At the same time, it is too early to talk about a hawkish sentiment regarding further actions of the RBNZ. The dynamics of inflation indicators tilt the balance, if not towards a pause, then at least towards a moderate scenario, implying a 25-point increase in the rate at the next meeting.
Inflation slows down
Let’s start with the fact that the next meeting of the Reserve Bank of New Zealand will take place quite soon, namely on May 24. Therefore, certain trends can be fixed now. And at the same time, it can be assumed that if these trends persist in the coming months, the RBNZ may significantly curb its enthusiasm, putting pressure on the “kiwi.”

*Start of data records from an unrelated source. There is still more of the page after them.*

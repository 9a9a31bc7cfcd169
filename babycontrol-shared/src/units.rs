/// Unit-of-measure catalogue.
///
/// The set of units is fixed; families choose defaults from it in their
/// settings and log entries record the abbreviation.

use serde::Serialize;

/// A unit and the activity types it applies to
#[derive(Debug, Clone, Copy, PartialEq, Eq, Serialize)]
pub struct Unit {
    pub abbr: &'static str,
    pub name: &'static str,
    pub activity_types: &'static [&'static str],
}

#[rustfmt::skip]
pub const UNITS: &[Unit] = &[
    Unit {
        abbr: "OZ",
        name: "Ounces",
        activity_types: &["bottle", "solids", "pump", "medicine", "weight"],
    },
    Unit { abbr: "ML", name: "Milliliters", activity_types: &["bottle", "pump", "medicine"] },
    Unit { abbr: "TBSP", name: "Tablespoon", activity_types: &["solids", "medicine"] },
    Unit { abbr: "TSP", name: "Teaspoon", activity_types: &["solids", "medicine"] },
    Unit { abbr: "G", name: "Grams", activity_types: &["solids", "weight"] },
    Unit { abbr: "MG", name: "Milligrams", activity_types: &["medicine"] },
    Unit { abbr: "DROP", name: "Drops", activity_types: &["medicine"] },
    Unit { abbr: "LB", name: "Pounds", activity_types: &["weight"] },
    Unit { abbr: "KG", name: "Kilograms", activity_types: &["weight"] },
    Unit { abbr: "IN", name: "Inches", activity_types: &["height"] },
    Unit { abbr: "CM", name: "Centimeters", activity_types: &["height"] },
    Unit { abbr: "F", name: "Fahrenheit", activity_types: &["temp"] },
    Unit { abbr: "C", name: "Celsius", activity_types: &["temp"] },
];

/// Looks up a unit by abbreviation, case-insensitively
pub fn find(abbr: &str) -> Option<&'static Unit> {
    UNITS.iter().find(|u| u.abbr.eq_ignore_ascii_case(abbr))
}

/// Units usable for an activity type such as `"bottle"` or `"weight"`
pub fn for_activity(activity_type: &str) -> Vec<&'static Unit> {
    UNITS
        .iter()
        .filter(|u| u.activity_types.contains(&activity_type))
        .collect()
}

/// Whether `abbr` may be a default for `activity_type`
pub fn applies_to(abbr: &str, activity_type: &str) -> bool {
    find(abbr).is_some_and(|u| u.activity_types.contains(&activity_type))
}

However, the results of the May meeting of the New Zealand central bank may also unpleasantly surprise NZD/USD buyers, given some recent reports about the dynamics of inflationary growth. According to the latest data, the consumer price index in New Zealand in the first quarter fell to a 6.7% annual rate. This is the weakest growth rate in the last year (the indicator was lower only in the fourth quarter of 2021). At the same time, most experts predicted a more modest decline in the indicator – to 7.1% (for comparison, in the fourth quarter of 2022, the index reached 7.2%). In quarterly terms, the CPI also came out in the “red zone”: with a growth forecast of 1.5%, it fell in the first quarter to 1.2%.
The data on the growth of the labor market in New Zealand, published last week, also reflected a slowdown in pro-inflationary indicators. The wage level in the private sector (including bonuses) grew by 0.7% in the first quarter, with a growth forecast of 1.1%. A downward trend has been recorded for the second quarter in a row. Excluding bonus payments, the wage indicator showed a similar trajectory: a 0.9% increase with a 1.2% growth forecast. In this case, the downward trend is recorded for the third quarter in a row.
The wage component is the only component of the New Zealand jobs report that came out in the red zone. On the contrary, all other indicators turned out to be better than expected. The unemployment rate was 3.4%, with a growth forecast of 3.5%. The growth in the number of employed people was also surprising, which rose 2.5% annually, with a consensus forecast of 1.8%. On a quarterly basis, the indicator was also in the green zone – a growth of 0.8% with a forecast of 0.5%.
“Aggressiveness” of RBNZ in question
The latest releases indicate a decrease in inflation against the backdrop of an improving labor market situation. Given this dynamic, the Reserve Bank of New Zealand may reconsider its aggressive policy, lowering the rate hike pace to 25 basis points. It should be emphasized that following the previous – April – meeting, the regulator essentially refuted assumptions that the current monetary policy tightening cycle is nearing its end. The meeting minutes stated that the central bank “should continue to raise rates further to bring inflation back to the target level of 1%–3%.”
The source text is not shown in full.